For years, rural-urban migration fuelled the expansion of African cities, but while it will continue to be important, it will be outstripped by natural population increase within urban areas, as the ratio of birth rates to death rates widens. True, Africa’s rural population will also continue to grow by over 350 million in sub-Saharan Africa by 2050, a trend unseen elsewhere in the world. However, at the same time, the pace of rural-urban migration is slowing, and though it accounted for at least half of all urban growth in sub-Saharan Africa in the 1960s and 1970s, it accounts for less than a third today.
According to the African Economic Outlook 2016, migration is set to play a lesser role in future urbanisation for several reasons. One is that urbanisation itself will be an opportunity for existing rural populations to stay connected to the land, thanks to higher demand for their produce and an upgrading of agricultural supply chains that should make it more attractive to remain connected with the land. Another is that migration patterns themselves are changing as a gradual improvement in infrastructure, including the adoption of mobile phones, is leading to a growing tendency towards more temporary migratory flows.
A third factor is as important: the traditional rural and urban dividing lines have become increasingly blurred, with almost three-quarters of Africa’s population living in rural-urban interfaces of fewer than 500,000 inhabitants. Africa’s urbanisation has thus reflected a mushrooming of “urban villages”, spurring growth along a chain of small towns. It is a model not unknown in the development of Europe, particularly Germany, where small and medium cities have been the norm.

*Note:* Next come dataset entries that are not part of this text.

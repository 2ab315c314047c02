//! The MPRIS/xesam metadata vocabulary.
//!
//! A `Track`'s metadata is a loose `Map<String, String>` (per the data
//! model) so it survives round-tripping through an engine tag extractor
//! that may not know every key in advance. This module gives the
//! well-known keys typed accessors that coerce from the string form on
//! read, the same shape the teacher uses for its loosely-typed database
//! rows (`database::models`) — a typed view over a string-keyed surface,
//! not a second copy of the data.

use std::collections::HashMap;

pub const TRACKID: &str = "mpris:trackid";
pub const LENGTH: &str = "mpris:length";
pub const ART_URL: &str = "mpris:artUrl";
pub const ALBUM: &str = "xesam:album";
pub const ALBUM_ARTIST: &str = "xesam:albumArtist";
pub const ARTIST: &str = "xesam:artist";
pub const TITLE: &str = "xesam:title";
pub const TRACK_NUMBER: &str = "xesam:trackNumber";
pub const DISC_NUMBER: &str = "xesam:discNumber";
pub const GENRE: &str = "xesam:genre";
pub const COMMENT: &str = "xesam:comment";
pub const COMPOSER: &str = "xesam:composer";
pub const CONTENT_CREATED: &str = "xesam:contentCreated";
pub const LAST_USED: &str = "xesam:lastUsed";
pub const USER_RATING: &str = "xesam:userRating";
pub const AUTO_RATING: &str = "xesam:autoRating";
pub const AS_TEXT: &str = "xesam:asText";
pub const AUDIO_BPM: &str = "xesam:audioBpm";
pub const URL: &str = "xesam:url";

/// Private extensions: present and `"true"` when the extractor discovered
/// embedded album art for the current / a preview track.
pub const TAG_IMAGE: &str = "tag:image";
pub const TAG_PREVIEW_IMAGE: &str = "tag:previewImage";

/// Backend tag name → MPRIS key, the fixed mapping the extractor applies
/// (carried over from `gstreamer/meta_data_support.cpp`'s table in the
/// original implementation).
pub const BACKEND_TAG_MAP: &[(&str, &str)] = &[
    ("title", TITLE),
    ("album", ALBUM),
    ("artist", ARTIST),
    ("album-artist", ALBUM_ARTIST),
    ("genre", GENRE),
    ("comment", COMMENT),
    ("composer", COMPOSER),
    ("datetime", CONTENT_CREATED),
    ("track-count", TRACK_NUMBER),
    ("track-number", TRACK_NUMBER),
    ("album-disc-number", DISC_NUMBER),
    ("beats-per-minute", AUDIO_BPM),
];

pub type MetadataMap = HashMap<String, String>;

/// `mpris:length`, parsed from the stored string as microseconds.
pub fn length_us(meta: &MetadataMap) -> Option<i64> {
    meta.get(LENGTH).and_then(|v| v.parse().ok())
}

pub fn set_length_us(meta: &mut MetadataMap, us: i64) {
    meta.insert(LENGTH.to_string(), us.to_string());
}

pub fn art_url(meta: &MetadataMap) -> Option<&str> {
    meta.get(ART_URL).map(String::as_str)
}

pub fn title(meta: &MetadataMap) -> Option<&str> {
    meta.get(TITLE).map(String::as_str)
}

pub fn album(meta: &MetadataMap) -> Option<&str> {
    meta.get(ALBUM).map(String::as_str)
}

pub fn artist(meta: &MetadataMap) -> Option<&str> {
    meta.get(ARTIST).map(String::as_str)
}

pub fn has_embedded_art(meta: &MetadataMap) -> bool {
    meta.get(TAG_IMAGE).is_some_and(|v| v == "true")
}

#[cfg(test)]
mod tests {
    use super::*;

    #[test]
    fn length_round_trips() {
        let mut m = MetadataMap::new();
        set_length_us(&mut m, 123_456_789);
        assert_eq!(length_us(&m), Some(123_456_789));
    }

    #[test]
    fn missing_keys_are_none() {
        let m = MetadataMap::new();
        assert_eq!(title(&m), None);
        assert!(!has_embedded_art(&m));
    }
}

As African cities grow, pressures to tackle the likes of mass transit, housing and poverty will be a considerable challenge. But rather than focusing only on cities, understanding the drivers of migration could inspire a broader set of policies that incorporate rural-urban dynamics and interactions that favour cities and regions alike. For instance, policies that focus on improving public services could reduce the push to migrate away from rural areas, since surveys show that dissatisfaction with these is a more important reason for moving to cities than looking for work.